Training estimates network weights that allow the network to calculate (an) output value(s) close to the measured output value(s). A supervised training method can be used in which the output data is used to direct the training of the network weights. The network weights can be initialized with small random values or with the weights of a prior partially trained network. The training data inputs are applied to the network and the output values are calculated for each training sample. The network output values are compared to the measured output values. A backpropagation algorithm can be applied to correct the weight values in directions that reduce the error between measured and calculated outputs. The process is iterated until no further reduction in error can be made or until a predefined prediction accuracy has been reached.

A cross-validation method can be employed to split the data into training and validation data sets. The training data set is used in the backpropagation training of the network weights. The validation data set is used to verify that the trained network generalizes to make good predictions. The best network weight set can be taken as the one that best predicts the outputs of the training data. Similarly, varying the number of network hidden nodes and determining the network that performs best with the data sets optimizes the number of hidden nodes.

In a preferred embodiment of the present invention, the machine learning model is or comprises one or more convolutional neural networks (CNN).

A CNN is a class of deep neural networks, most commonly applied to analyzing visual imagery (such as spectrogram representations). A CNN comprises an input layer with input neurons, an output layer with at least one output neuron, as well as multiple hidden layers between the input layer and the output layer.

The hidden layers of a CNN typically consist of convolutional layers, ReLU (Rectified Linear Units) layer i.e. activation function, pooling layers, fully connected layers and normalization layers.

The nodes in the CNN input layer are organized into a set of “filters” (feature detectors), and the output of each set of filters is propagated to nodes in successive layers of the network. The computations for a CNN include applying the convolution mathematical operation to each filter to produce the output of that filter. Convolution is a specialized kind of mathematical operation performed by two functions to produce a third function that is a modified version of one of the two original functions.
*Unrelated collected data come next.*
//! Playback controller: the only owner of the active narration session.
//!
//! Every input (a button toggle, a speech-engine callback, a structural
//! change reported by the host) goes through [`PlaybackController::transition`],
//! which mutates the decorated tree as needed and returns the [`Effect`]s the
//! caller must carry out. The controller itself never talks to the engine;
//! [`Narrator`] is the small driver that does.

mod narrator;
mod transitions;

pub use narrator::Narrator;

use crate::config::NarrationConfig;
use crate::document::{Document, MutationRecord, NodeId};
use crate::reconcile::ReconcileOptions;
use crate::session::NarrationSession;
use crate::speech::{SpeechEvent, SpeechOptions, UtteranceId};
use serde::{Deserialize, Serialize};
use ts_rs::TS;

/// Inputs accepted by the controller.
#[derive(Debug, Clone, PartialEq)]
pub enum NarrationEvent {
    /// Start narrating `root`, or stop if it is already being narrated.
    Toggle { root: NodeId },
    /// Stop whatever is playing.
    Stop,
    Speech(SpeechEvent),
    /// Structural changes observed in the host tree since the last event.
    StructureChanged { records: Vec<MutationRecord> },
}

/// Work the caller performs after a transition, in order.
#[derive(Debug, Clone, PartialEq)]
pub enum Effect {
    Speak {
        utterance: UtteranceId,
        text: String,
        options: SpeechOptions,
    },
    CancelSpeech {
        utterance: UtteranceId,
    },
    Notify(Notice),
}

/// Button-facing state of a root.
#[derive(Debug, Clone, Copy, PartialEq, Eq, Serialize, Deserialize, TS)]
#[serde(rename_all = "snake_case")]
#[ts(export)]
pub enum VisualState {
    Idle,
    Speaking,
}

#[derive(Debug, Clone, PartialEq, Eq, Serialize, Deserialize, TS)]
#[serde(tag = "kind", rename_all = "snake_case")]
#[ts(export)]
pub enum EndReason {
    Completed,
    /// Stopped on request, either directly or by starting another root.
    Cancelled,
    /// The root or the word being decorated left the document.
    Detached,
    Failed { message: String },
}

/// Lifecycle notifications for the control-button layer.
#[derive(Debug, Clone, PartialEq, Eq, Serialize, Deserialize, TS)]
#[serde(tag = "kind", rename_all = "snake_case")]
#[ts(export)]
pub enum Notice {
    Started {
        root: NodeId,
        utterance: UtteranceId,
    },
    Ended {
        root: NodeId,
        utterance: UtteranceId,
        reason: EndReason,
    },
}

impl Notice {
    pub fn root(&self) -> NodeId {
        match self {
            Notice::Started { root, .. } | Notice::Ended { root, .. } => *root,
        }
    }

    /// State the button for [`Notice::root`] should show afterwards.
    pub fn visual_state(&self) -> VisualState {
        match self {
            Notice::Started { .. } => VisualState::Speaking,
            Notice::Ended { .. } => VisualState::Idle,
        }
    }
}

#[derive(Debug, Default)]
pub struct PlaybackController {
    session: Option<NarrationSession>,
    last_utterance: UtteranceId,
    /// Utterance cancelled on request whose final engine event is still owed.
    stopping: Option<UtteranceId>,
    options: ReconcileOptions,
    speech: SpeechOptions,
}

impl PlaybackController {
    pub fn new(config: &NarrationConfig) -> Self {
        Self {
            options: config.reconcile_options(),
            speech: config.speech_options(),
            ..Self::default()
        }
    }

    pub fn transition<D: Document>(&mut self, doc: &mut D, event: NarrationEvent) -> Vec<Effect> {
        transitions::transition(self, doc, event)
    }

    /// Toggle narration for `root`.
    pub fn start_or_stop<D: Document>(&mut self, doc: &mut D, root: NodeId) -> Vec<Effect> {
        self.transition(doc, NarrationEvent::Toggle { root })
    }

    pub fn session(&self) -> Option<&NarrationSession> {
        self.session.as_ref()
    }

    pub fn active_root(&self) -> Option<NodeId> {
        self.session.as_ref().map(|session| session.root)
    }

    pub fn visual_state(&self, root: NodeId) -> VisualState {
        if self.active_root() == Some(root) {
            VisualState::Speaking
        } else {
            VisualState::Idle
        }
    }

    pub fn options(&self) -> &ReconcileOptions {
        &self.options
    }
}
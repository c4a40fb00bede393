//! Speech engine stand-in for replays: records requests and can synthesize
//! the event stream a real engine would produce for them.

use readalong_core::speech::{SpeechEngine, SpeechEvent, SpeechOptions, UtteranceId};
use readalong_core::text_units::OffsetUnit;
use serde::Serialize;
use tracing::debug;

#[derive(Debug, Clone, Serialize)]
pub struct Spoken {
    pub utterance: UtteranceId,
    pub text: String,
    pub rate: f32,
}

#[derive(Debug, Default)]
pub struct RecordingEngine {
    pub spoken: Vec<Spoken>,
    pub cancelled: Vec<UtteranceId>,
}

impl RecordingEngine {
    pub fn latest(&self) -> Option<&Spoken> {
        self.spoken.last()
    }

    /// `Start`, one word boundary per whitespace-delimited word, then `End`.
    pub fn script(spoken: &Spoken, unit: OffsetUnit) -> Vec<SpeechEvent> {
        let mut events = vec![SpeechEvent::start(spoken.utterance)];
        let mut word_start: Option<usize> = None;
        for (byte, ch) in spoken.text.char_indices() {
            match (ch.is_whitespace(), word_start) {
                (false, None) => word_start = Some(byte),
                (true, Some(start)) => {
                    events.push(word_event(spoken, unit, start, byte));
                    word_start = None;
                }
                _ => {}
            }
        }
        if let Some(start) = word_start {
            events.push(word_event(spoken, unit, start, spoken.text.len()));
        }
        events.push(SpeechEvent::end(spoken.utterance));
        events
    }
}

fn word_event(spoken: &Spoken, unit: OffsetUnit, start: usize, end: usize) -> SpeechEvent {
    let index = unit.len(&spoken.text[..start]);
    let length = unit.len(&spoken.text[start..end]);
    SpeechEvent::word(spoken.utterance, index, length)
}

impl SpeechEngine for RecordingEngine {
    fn speak(&mut self, utterance: UtteranceId, text: &str, options: &SpeechOptions) {
        debug!(%utterance, chars = text.chars().count(), "Recording speak request");
        self.spoken.push(Spoken {
            utterance,
            text: text.to_string(),
            rate: options.rate,
        });
    }

    fn cancel(&mut self, utterance: UtteranceId) {
        debug!(%utterance, "Recording cancel request");
        self.cancelled.push(utterance);
    }
}

#[cfg(test)]
mod tests {
    use super::*;

    #[test]
    fn script_reports_words_in_the_requested_unit() {
        let spoken = Spoken {
            utterance: UtteranceId(2),
            text: "😀 hi  there".to_string(),
            rate: 1.0,
        };
        let events = RecordingEngine::script(&spoken, OffsetUnit::Utf16);
        assert_eq!(
            events,
            vec![
                SpeechEvent::start(UtteranceId(2)),
                SpeechEvent::word(UtteranceId(2), 0, 2),
                SpeechEvent::word(UtteranceId(2), 3, 2),
                SpeechEvent::word(UtteranceId(2), 7, 5),
                SpeechEvent::end(UtteranceId(2)),
            ]
        );
    }
}
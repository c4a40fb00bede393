//! Offset arithmetic in the code-unit space the speech engine reports in.
//!
//! Browser speech engines count UTF-16 code units, native ones usually count
//! bytes or scalar values. Whatever the unit, the fed text, the segment map
//! and the boundary events must all agree on it.

use serde::{Deserialize, Serialize};

#[derive(Debug, Clone, Copy, Deserialize, Serialize, PartialEq, Eq, Default)]
#[serde(rename_all = "kebab-case")]
pub enum OffsetUnit {
    Utf8,
    Char,
    #[default]
    Utf16,
}

impl std::fmt::Display for OffsetUnit {
    fn fmt(&self, f: &mut std::fmt::Formatter<'_>) -> std::fmt::Result {
        let label = match self {
            OffsetUnit::Utf8 => "utf-8",
            OffsetUnit::Char => "char",
            OffsetUnit::Utf16 => "utf-16",
        };
        write!(f, "{}", label)
    }
}

impl OffsetUnit {
    /// Length of `text` in this unit.
    pub fn len(self, text: &str) -> usize {
        match self {
            OffsetUnit::Utf8 => text.len(),
            OffsetUnit::Char => text.chars().count(),
            OffsetUnit::Utf16 => text.encode_utf16().count(),
        }
    }

    fn char_len(self, ch: char) -> usize {
        match self {
            OffsetUnit::Utf8 => ch.len_utf8(),
            OffsetUnit::Char => 1,
            OffsetUnit::Utf16 => ch.len_utf16(),
        }
    }

    /// Byte index of the position `units` into `text`.
    ///
    /// `None` when the position is past the end or falls inside a code point
    /// (a UTF-8 continuation byte or the second half of a surrogate pair).
    pub fn byte_index(self, text: &str, units: usize) -> Option<usize> {
        if self == OffsetUnit::Utf8 {
            return text.is_char_boundary(units).then_some(units);
        }
        let mut acc = 0usize;
        for (byte_idx, ch) in text.char_indices() {
            if acc == units {
                return Some(byte_idx);
            }
            if acc > units {
                return None;
            }
            acc += self.char_len(ch);
        }
        (acc == units).then_some(text.len())
    }

    /// Sub-slice `[start, start + len)` of `text`, measured in this unit.
    pub fn slice(self, text: &str, start: usize, len: usize) -> Option<&str> {
        let from = self.byte_index(text, start)?;
        let to = self.byte_index(text, start.checked_add(len)?)?;
        text.get(from..to)
    }

    /// Length, in this unit, of the word starting at `byte_start`.
    pub fn word_len_at(self, text: &str, byte_start: usize) -> usize {
        text.get(byte_start..)
            .map(|rest| {
                rest.chars()
                    .take_while(|ch| !ch.is_whitespace())
                    .map(|ch| self.char_len(ch))
                    .sum()
            })
            .unwrap_or(0)
    }
}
In convolutional network terminology, the first function to the convolution can be referred to as the input, while the second function can be referred to as the convolution kernel. The output may be referred to as the feature map. For example, the input to a convolution layer can be a multidimensional array of data that defines the various color components or grey scale values of an input image. The convolution kernel can be a multidimensional array of parameters, where the parameters are adapted by the training process for the neural network.

The machine learning model may be or comprise one or more recurrent neural networks. Recurrent neural networks (RNNs) are a family of feedforward neural networks that include feedback connections between layers. RNNs enable modeling of sequential data by sharing parameter data across different parts of the neural network. The architecture for an RNN includes cycles. The cycles represent the influence of a present value of a variable on its own value at a future time, as at least a portion of the output data from the RNN is used as feedback for processing subsequent input in a sequence.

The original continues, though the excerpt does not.